**Exercise**
Look for the word "async" in the data below, and copy every line that holds it.

**Records to use**
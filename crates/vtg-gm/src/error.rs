//! Error types for GM API calls

use thiserror::Error;
use vtg_core::AdapterError;

/// Result type alias for GM client operations
pub type Result<T> = std::result::Result<T, GmClientError>;

/// Errors that can occur while calling the GM API
#[derive(Error, Debug)]
pub enum GmClientError {
    /// Empty vehicle id or endpoint
    #[error("Invalid argument: {0}")]
    InvalidArgument(String),

    /// HTTP request failed
    #[error("HTTP request failed: {0}")]
    HttpError(#[from] reqwest::Error),

    /// Invalid base URL
    #[error("Invalid URL: {0}")]
    InvalidUrl(#[from] url::ParseError),

    /// Request exceeded the configured timeout
    #[error("Request timed out")]
    Timeout,

    /// Response body was not a JSON envelope
    #[error("Failed to parse response: {0}")]
    ParseError(String),

    /// Envelope reported a status other than "200"
    #[error("GM API returned status {status}: {reason}")]
    Status { status: String, reason: String },

    /// Envelope reported success but carried no data
    #[error("received empty response with no data")]
    EmptyData,
}

impl GmClientError {
    /// Create a status error from the envelope's status and reason
    pub fn status(status: impl Into<String>, reason: impl Into<String>) -> Self {
        Self::Status {
            status: status.into(),
            reason: reason.into(),
        }
    }
}

/// Reason reported for transport failures; the full error is only logged
pub const UPSTREAM_UNREACHABLE: &str = "upstream unreachable";

impl From<GmClientError> for AdapterError {
    fn from(e: GmClientError) -> Self {
        match e {
            GmClientError::InvalidArgument(m) => AdapterError::InvalidArgument(m),
            GmClientError::Status { status, reason } => AdapterError::upstream(Some(status), reason),
            GmClientError::InvalidUrl(e) => AdapterError::Internal(e.to_string()),
            GmClientError::HttpError(e) => {
                tracing::warn!(error = %e, "GM API request failed");
                AdapterError::upstream(None, UPSTREAM_UNREACHABLE)
            }
            other => AdapterError::upstream(None, other.to_string()),
        }
    }
}
//! End-to-end tests for the vehicle telemetry gateway
//!
//! The tests exercise the full stack over real sockets:
//! - HTTP API layer (`vtg-api`)
//! - Resolver and adapter selector (`vtg-core`, `vtg-gateway`)
//! - GM adapter and client (`vtg-gm`)
//! - A fake GM API (`vtg_gm::testing::MockGmServer`)
//!
//! # Running Tests
//!
//! No external services are needed; everything binds to `127.0.0.1:0`.
//!
//! ```bash
//! cargo test -p vtg-tests
//! ```
//!
//! # Test Structure
//!
//! - `e2e_test.rs` - REST API scenarios against the GM fixtures

use std::net::SocketAddr;
use std::sync::Arc;
use std::time::Duration;

use tokio::net::TcpListener;
use vtg_api::{create_router, AppState};
use vtg_core::{StaticBrandSource, VehicleResolver};
use vtg_gateway::AdapterSelector;
use vtg_gm::testing::MockGmServer;
use vtg_gm::GmAdapter;

/// Full gateway stack in front of a fake GM API; shuts down when dropped
pub struct GatewayHarness {
    pub addr: SocketAddr,
    pub client: reqwest::Client,
    pub upstream: MockGmServer,
    shutdown_tx: Option<tokio::sync::oneshot::Sender<()>>,
    handle: Option<tokio::task::JoinHandle<()>>,
}

impl GatewayHarness {
    /// Start with the default directory (vehicles 1234 and 1235 on GM)
    pub async fn start() -> Result<Self, Box<dyn std::error::Error>> {
        Self::with_directory(
            StaticBrandSource::new()
                .with("1234", "gm")
                .with("1235", "gm"),
        )
        .await
    }

    /// Start with a custom vehicle directory
    pub async fn with_directory(
        directory: StaticBrandSource,
    ) -> Result<Self, Box<dyn std::error::Error>> {
        let upstream = MockGmServer::start().await?;

        let mut selector = AdapterSelector::new();
        selector.register_adapter(Arc::new(GmAdapter::from_config(&upstream.config())?));
        let state = AppState::new(VehicleResolver::from_static(directory), selector);

        let listener = TcpListener::bind("127.0.0.1:0").await?;
        let addr = listener.local_addr()?;
        let (shutdown_tx, shutdown_rx) = tokio::sync::oneshot::channel();

        let router = create_router(state);
        let handle = tokio::spawn(async move {
            axum::serve(listener, router)
                .with_graceful_shutdown(async {
                    let _ = shutdown_rx.await;
                })
                .await
                .ok();
        });

        // Give server a moment to start
        tokio::time::sleep(Duration::from_millis(10)).await;

        let client = reqwest::Client::builder()
            .timeout(Duration::from_secs(10))
            .build()?;

        Ok(Self {
            addr,
            client,
            upstream,
            shutdown_tx: Some(shutdown_tx),
            handle: Some(handle),
        })
    }

    /// Absolute URL for a gateway path
    pub fn url(&self, path: &str) -> String {
        format!("http://{}{}", self.addr, path)
    }
}

impl Drop for GatewayHarness {
    fn drop(&mut self) {
        if let Some(tx) = self.shutdown_tx.take() {
            let _ = tx.send(());
        }
        if let Some(handle) = self.handle.take() {
            handle.abort();
        }
    }
}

**Problem solution**
    pub async fn start() -> Result<Self, Box<dyn std::error::Error>> {
    pub async fn with_directory(
        let handle = tokio::spawn(async move {
                .with_graceful_shutdown(async {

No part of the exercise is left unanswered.